(Items from a data source)
= Beginning of Section =

use chrono::{DateTime, Local};
use thiserror::Error;

pub const HUMIDITY_MAX: f64 = 100.0;
/// Outdoor air never drops below this; lower values are sensor artefacts.
pub const CO2_FLOOR: f64 = 300.0;

/// One snapshot of the four plant metrics.
#[derive(Debug, Clone, PartialEq)]
pub struct Reading {
    pub timestamp: DateTime<Local>,
    pub temperature_c: f64,
    pub humidity_percent: f64,
    pub co2_ppm: f64,
    pub light_lux: f64,
}

#[derive(Debug, Error, PartialEq)]
pub enum InvalidReading {
    #[error("humidity {0}% outside 0-100%")]
    Humidity(f64),

    #[error("CO2 {0} ppm below the 300 ppm floor")]
    Co2(f64),

    #[error("negative light level {0} lux")]
    Light(f64),

    #[error("temperature {0} C is not a number")]
    Temperature(f64),
}

impl Reading {
    /// Checks the physical bounds every reading must satisfy.
    pub fn validate(&self) -> Result<(), InvalidReading> {
        if !self.temperature_c.is_finite() {
            return Err(InvalidReading::Temperature(self.temperature_c));
        }
        if !(0.0..=HUMIDITY_MAX).contains(&self.humidity_percent) {
            return Err(InvalidReading::Humidity(self.humidity_percent));
        }
        if !(self.co2_ppm >= CO2_FLOOR) {
            return Err(InvalidReading::Co2(self.co2_ppm));
        }
        if !(self.light_lux >= 0.0) {
            return Err(InvalidReading::Light(self.light_lux));
        }
        Ok(())
    }
}

#[cfg(test)]
pub(crate) fn reading(
    temperature_c: f64,
    humidity_percent: f64,
    co2_ppm: f64,
    light_lux: f64,
) -> Reading {
    Reading {
        timestamp: Local::now(),
        temperature_c,
        humidity_percent,
        co2_ppm,
        light_lux,
    }
}
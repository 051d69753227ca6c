//! Simulated sensors for running without hardware.
//!
//! Each read is a fixed baseline plus bounded uniform noise, clamped to the
//! physical floors of each metric. Nothing carries over between reads.

use chrono::Local;
use rand::Rng;

use crate::{
    reading::{CO2_FLOOR, HUMIDITY_MAX, Reading},
    sensor::SensorSource,
};

#[derive(Debug, Clone, Copy, PartialEq)]
pub struct Baselines {
    pub temperature_c: f64,
    pub humidity_percent: f64,
    pub co2_ppm: f64,
    pub light_lux: f64,
}

impl Default for Baselines {
    fn default() -> Self {
        Self {
            temperature_c: 22.0,
            humidity_percent: 65.0,
            co2_ppm: 450.0,
            light_lux: 5000.0,
        }
    }
}

/// Half-width of the symmetric noise window per metric.
#[derive(Debug, Clone, Copy, PartialEq)]
pub struct Noise {
    pub temperature_c: f64,
    pub humidity_percent: f64,
    pub co2_ppm: f64,
    pub light_lux: f64,
}

impl Default for Noise {
    fn default() -> Self {
        Self {
            temperature_c: 2.0,
            humidity_percent: 5.0,
            co2_ppm: 50.0,
            light_lux: 1000.0,
        }
    }
}

#[derive(Debug, Clone, Default)]
pub struct MockSensor {
    baselines: Baselines,
    noise: Noise,
}

impl MockSensor {
    pub fn new(baselines: Baselines, noise: Noise) -> Self {
        Self { baselines, noise }
    }

    pub fn sample<R: Rng>(&self, rng: &mut R) -> Reading {
        let b = &self.baselines;
        let n = &self.noise;

        Reading {
            timestamp: Local::now(),
            temperature_c: b.temperature_c + jitter(rng, n.temperature_c),
            humidity_percent: (b.humidity_percent + jitter(rng, n.humidity_percent))
                .clamp(0.0, HUMIDITY_MAX),
            co2_ppm: (b.co2_ppm + jitter(rng, n.co2_ppm)).max(CO2_FLOOR),
            light_lux: (b.light_lux + jitter(rng, n.light_lux)).max(0.0),
        }
    }
}

impl SensorSource for MockSensor {
    fn read(&mut self) -> Reading {
        self.sample(&mut rand::thread_rng())
    }

    fn describe(&self) -> &'static str {
        "Mock sensors (testing)"
    }
}

fn jitter<R: Rng>(rng: &mut R, half_width: f64) -> f64 {
    let half_width = half_width.abs();
    rng.gen_range(-half_width..=half_width)
}
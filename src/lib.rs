pub mod advisor;
pub mod alert;
pub mod anthropic;
pub mod args;
pub mod bh1750;
pub mod dashboard;
pub mod metric;
pub mod mh_z19;
pub mod mock;
pub mod monitor;
pub mod range;
pub mod reading;
pub mod sensor;
pub mod telemetry;

#[cfg(test)]
mod http_stub;
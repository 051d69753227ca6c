use std::time::Duration;

use anyhow::{Context as _, anyhow};
use backon::{BlockingRetryable as _, ConstantBuilder};
use bme280::i2c::BME280;
use chrono::Local;
use rppal::{hal::Delay, i2c::I2c};

use crate::{bh1750::BH1750, mh_z19::MHZ19, mock::MockSensor, reading::Reading};

pub trait SensorSource {
    /// Never fails; sources substitute simulated data instead.
    fn read(&mut self) -> Reading;

    fn describe(&self) -> &'static str;
}

/// Hardware that can fail to produce a reading.
pub trait FallibleSensor {
    fn measure(&mut self) -> Result<Reading, anyhow::Error>;
}

/// Reads from `primary`, substituting simulator output when it failed to
/// initialise, fails to measure, or measures outside physical bounds.
#[derive(Debug)]
pub struct WithFallback<S> {
    primary: Option<S>,
    fallback: MockSensor,
}

impl<S: FallibleSensor> WithFallback<S> {
    pub fn new(primary: Result<S, anyhow::Error>) -> Self {
        let primary = match primary {
            Ok(sensor) => Some(sensor),
            Err(e) => {
                log::warn!("Could not initialize sensors, using simulated data: {e:#}");
                None
            }
        };

        Self {
            primary,
            fallback: MockSensor::default(),
        }
    }

    pub fn is_degraded(&self) -> bool {
        self.primary.is_none()
    }
}

impl<S: FallibleSensor> SensorSource for WithFallback<S> {
    fn read(&mut self) -> Reading {
        let Some(sensor) = self.primary.as_mut() else {
            return self.fallback.read();
        };

        let measured = sensor.measure().and_then(|reading| {
            reading
                .validate()
                .context("Implausible sensor reading")?;
            Ok(reading)
        });

        match measured {
            Ok(reading) => reading,
            Err(e) => {
                log::warn!("Sensor read failed, using simulated data: {e:#}");
                self.fallback.read()
            }
        }
    }

    fn describe(&self) -> &'static str {
        if self.is_degraded() {
            "Real sensors (unavailable, simulating)"
        } else {
            "Real sensors"
        }
    }
}

/// BME280 (temperature, humidity) and BH1750 (light) on I2C, MH-Z19 (CO2) on UART.
#[derive(Debug)]
pub struct RaspberryPiSensor {
    delay: Delay,
    bme280: BME280<I2c>,
    mh_z19: MHZ19,
    bh1750: BH1750,
}

impl RaspberryPiSensor {
    pub fn new() -> Result<RaspberryPiSensor, anyhow::Error> {
        let i2c = I2c::new().context("Failed to initialize I2C")?;
        let mut sensor = RaspberryPiSensor {
            delay: Delay,
            bme280: BME280::new_primary(i2c),
            mh_z19: MHZ19::new().context("Failed to initialize MH-Z19")?,
            bh1750: BH1750::new().context("Failed to initialize BH1750")?,
        };
        sensor.init()?;

        Ok(sensor)
    }

    fn init(&mut self) -> Result<(), anyhow::Error> {
        let retry_builder = ConstantBuilder::default()
            .with_delay(Duration::from_millis(100))
            .with_max_times(20);
        let notify = |e: &anyhow::Error, dur: Duration| {
            log::error!("{e:#}");
            log::info!("Retrying in {:?}", dur);
        };

        (|| {
            self.bme280
                .init(&mut self.delay)
                .map_err(|e| anyhow!("Failed to initialize BME280: {e:?}"))
        })
        .retry(retry_builder)
        .notify(notify)
        .call()?;

        (|| self.mh_z19.init())
            .retry(retry_builder)
            .notify(notify)
            .call()?;

        (|| self.bh1750.init())
            .retry(retry_builder)
            .notify(notify)
            .call()?;

        Ok(())
    }
}

impl FallibleSensor for RaspberryPiSensor {
    fn measure(&mut self) -> Result<Reading, anyhow::Error> {
        let m = self
            .bme280
            .measure(&mut self.delay)
            .map_err(|e| anyhow!("Failed to read BME280: {e:?}"))?;
        let co2_ppm = self.mh_z19.read_co2_ppm()?;
        let light_lux = self.bh1750.read_lux()?;

        Ok(Reading {
            timestamp: Local::now(),
            temperature_c: f64::from(m.temperature),
            humidity_percent: f64::from(m.humidity),
            co2_ppm: f64::from(co2_ppm),
            light_lux,
        })
    }
}

#[cfg(test)]
mod tests {
    use super::*;
    use crate::{
        mh_z19::{checksum, decode_response},
        reading::reading,
    };

    struct Scripted {
        results: Vec<Result<Reading, anyhow::Error>>,
    }

    impl FallibleSensor for Scripted {
        fn measure(&mut self) -> Result<Reading, anyhow::Error> {
            self.results.remove(0)
        }
    }

    fn assert_simulated(r: &Reading) {
        assert!((20.0..=24.0).contains(&r.temperature_c), "{r:?}");
        assert!((4000.0..=6000.0).contains(&r.light_lux), "{r:?}");
    }

    #[test]
    fn test_init_failure_falls_back_to_simulator() {
        let mut source = WithFallback::<Scripted>::new(Err(anyhow!("no I2C bus")));
        assert!(source.is_degraded());
        assert_eq!(source.describe(), "Real sensors (unavailable, simulating)");
        for _ in 0..10 {
            assert_simulated(&source.read());
        }
    }

    #[test]
    fn test_measure_failure_substitutes_one_reading() {
        let hardware = Scripted {
            results: vec![
                Ok(reading(30.0, 40.0, 900.0, 100.0)),
                Err(anyhow!("checksum mismatch")),
                Ok(reading(31.0, 41.0, 901.0, 101.0)),
            ],
        };
        let mut source = WithFallback::new(Ok(hardware));
        assert!(!source.is_degraded());

        assert_eq!(source.read().temperature_c, 30.0);
        assert_simulated(&source.read());
        assert_eq!(source.read().temperature_c, 31.0);
    }

    #[test]
    fn test_preheating_co2_frame_is_replaced() {
        // MH-Z19 reports a well-formed 0 ppm frame while warming up.
        let mut frame = [0xff, 0x86, 0x00, 0x00, 0x47, 0x00, 0x00, 0x00, 0x00];
        frame[8] = checksum(&frame);
        let co2_ppm = decode_response(&frame).unwrap();
        assert_eq!(co2_ppm, 0);

        let hardware = Scripted {
            results: vec![
                Ok(reading(30.0, 40.0, f64::from(co2_ppm), 100.0)),
                Ok(reading(22.0, 101.0, 600.0, 100.0)),
                Ok(reading(22.0, 60.0, 600.0, -3.0)),
            ],
        };
        let mut source = WithFallback::new(Ok(hardware));

        for _ in 0..3 {
            let r = source.read();
            assert_eq!(r.validate(), Ok(()), "{r:?}");
            assert_simulated(&r);
        }
        assert!(!source.is_degraded());
    }
}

= End of Section =

■ **TASK GOAL**
Set down nothing but the lines from the one with "let r = source.read();" through the end of the records, keeping each line exactly as written and including both ends.

■ **THE COMPLETED TASK**
            let r = source.read();
            assert_eq!(r.validate(), Ok(()), "{r:?}");
            assert_simulated(&r);
        }
        assert!(!source.is_degraded());
    }
}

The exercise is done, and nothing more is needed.